What you will do
Pull each line containing "current" from the data.

Records to process
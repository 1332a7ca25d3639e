#[cfg(feature = "tracing")]
use tracing::{debug, instrument};

use crate::{
    error::{ConfigError, Error},
    factory::Policy,
    optimizer::{BlockOptimizer, StateCell, fetch_skipping_zero, validate_increment},
    source::AccessCallback,
    value::ValueType,
};

#[derive(Debug)]
struct HiLoState {
    hi: Option<i64>,
    /// 1-based position inside the current block. Unsigned so the
    /// exhausted marker `increment + 1` fits for any increment.
    lo: u64,
}

/// A hi/lo optimizer.
///
/// Each source value ("hi") is expanded locally into `increment` identifiers
/// via `(hi - 1) * increment + lo` with `lo` in `1..=increment`. The source is
/// reached once per block.
///
/// ## Caveats
/// Every process sharing the source must use the same increment. A mismatch
/// silently produces overlapping ranges and cannot be detected here.
///
/// ## See Also
/// - [`PooledOptimizer`]
/// - [`NoopOptimizer`]
///
/// [`PooledOptimizer`]: crate::PooledOptimizer
/// [`NoopOptimizer`]: crate::NoopOptimizer
#[derive(Debug)]
pub struct HiLoOptimizer {
    increment: i64,
    state: StateCell<HiLoState>,
}

impl HiLoOptimizer {
    /// Creates a hi/lo optimizer whose first `generate` fetches a block.
    ///
    /// # Errors
    ///
    /// Returns [`ConfigError::InvalidIncrement`] if `increment < 1`.
    pub fn new(increment: i64) -> Result<Self, ConfigError> {
        let increment = validate_increment(increment)?;
        Ok(Self {
            increment,
            state: StateCell::new(HiLoState {
                hi: None,
                lo: increment.unsigned_abs() + 1,
            }),
        })
    }

    fn compose<E: core::fmt::Debug>(&self, hi: i64, lo: u64) -> Result<i64, Error<E>> {
        let value = (i128::from(hi) - 1) * i128::from(self.increment) + i128::from(lo);
        i64::try_from(value).map_err(|_| Error::overflow(value, ValueType::Long))
    }
}

impl BlockOptimizer for HiLoOptimizer {
    fn policy(&self) -> Policy {
        Policy::HiLo
    }

    fn increment_size(&self) -> i64 {
        self.increment
    }

    fn last_source_value(&self) -> Result<Option<i64>, Error> {
        Ok(self.state.lock()?.hi)
    }

    #[cfg_attr(feature = "tracing", instrument(level = "trace", skip_all))]
    fn generate<C: AccessCallback>(&self, source: &C) -> Result<i64, Error<C::Err>> {
        let mut guard = self.state.lock()?;
        let state = &mut *guard;
        let (hi, lo) = match state.hi {
            Some(hi) if state.lo <= self.increment.unsigned_abs() => (hi, state.lo),
            _ => {
                let hi = fetch_skipping_zero(source)?;
                #[cfg(feature = "tracing")]
                debug!(hi, increment = self.increment, "hilo block refilled");
                state.hi = Some(hi);
                (hi, 1)
            }
        };
        state.lo = lo + 1;
        drop(guard);
        self.compose(hi, lo)
    }
}
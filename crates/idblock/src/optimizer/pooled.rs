#[cfg(feature = "tracing")]
use tracing::{debug, instrument, warn};

use crate::{
    error::{ConfigError, Error},
    factory::Policy,
    optimizer::{BlockOptimizer, StateCell, fetch, validate_increment},
    source::AccessCallback,
    value::ValueType,
};

#[derive(Debug)]
struct PooledState {
    /// Exclusive upper bound of the current block.
    upper: Option<i64>,
    cursor: i64,
}

/// A pooled optimizer.
///
/// The source itself advances by `increment` per call, so each value it
/// returns is the exclusive upper bound of a freshly reserved block. Because
/// the stored value is the block boundary, other applications reading the same
/// sequence see a meaningful high-water mark.
///
/// Bootstrapping costs two source calls (lower then upper bound); every later
/// block costs one.
///
/// ## Caveats
/// If the source advances by something other than `increment`, the result is
/// gaps, never duplicates. This is not detected.
///
/// ## See Also
/// - [`PooledLoOptimizer`]
/// - [`HiLoOptimizer`]
///
/// [`PooledLoOptimizer`]: crate::PooledLoOptimizer
/// [`HiLoOptimizer`]: crate::HiLoOptimizer
#[derive(Debug)]
pub struct PooledOptimizer {
    increment: i64,
    state: StateCell<PooledState>,
}

impl PooledOptimizer {
    /// Creates a pooled optimizer whose first `generate` bootstraps a block
    /// from two source calls.
    ///
    /// The source must advance by `increment` per call.
    ///
    /// # Errors
    ///
    /// Returns [`ConfigError::InvalidIncrement`] if `increment < 1`.
    pub fn new(increment: i64) -> Result<Self, ConfigError> {
        let increment = validate_increment(increment)?;
        Ok(Self {
            increment,
            state: StateCell::new(PooledState {
                upper: None,
                cursor: 0,
            }),
        })
    }
}

impl BlockOptimizer for PooledOptimizer {
    fn policy(&self) -> Policy {
        Policy::Pooled
    }

    fn increment_size(&self) -> i64 {
        self.increment
    }

    fn last_source_value(&self) -> Result<Option<i64>, Error> {
        Ok(self.state.lock()?.upper)
    }

    #[cfg_attr(feature = "tracing", instrument(level = "trace", skip_all))]
    fn generate<C: AccessCallback>(&self, source: &C) -> Result<i64, Error<C::Err>> {
        let mut guard = self.state.lock()?;
        let state = &mut *guard;
        let value = match state.upper {
            None => {
                let lower = fetch(source)?;
                let upper = fetch(source)?;
                #[cfg(feature = "tracing")]
                if lower < 1 {
                    warn!(
                        lower,
                        "pooled optimizer source reported an initial value below 1; \
                         starting the sequence at 1 or greater is recommended"
                    );
                }
                #[cfg(feature = "tracing")]
                debug!(lower, upper, "pooled block bootstrapped");
                state.upper = Some(upper);
                lower
            }
            Some(upper) if state.cursor >= upper => {
                let upper = fetch(source)?;
                #[cfg(feature = "tracing")]
                debug!(upper, increment = self.increment, "pooled block refilled");
                state.upper = Some(upper);
                // Left exhausted if the lower bound underflows.
                state.cursor = upper;
                upper.checked_sub(self.increment).ok_or_else(|| {
                    Error::overflow(i128::from(upper) - i128::from(self.increment), ValueType::Long)
                })?
            }
            Some(_) => state.cursor,
        };
        // `value < upper` for any monotonic source, so this never saturates.
        state.cursor = value.saturating_add(1);
        Ok(value)
    }
}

Task answer
    /// 1-based position inside the current block. Unsigned so the
    /// Exclusive upper bound of the current block.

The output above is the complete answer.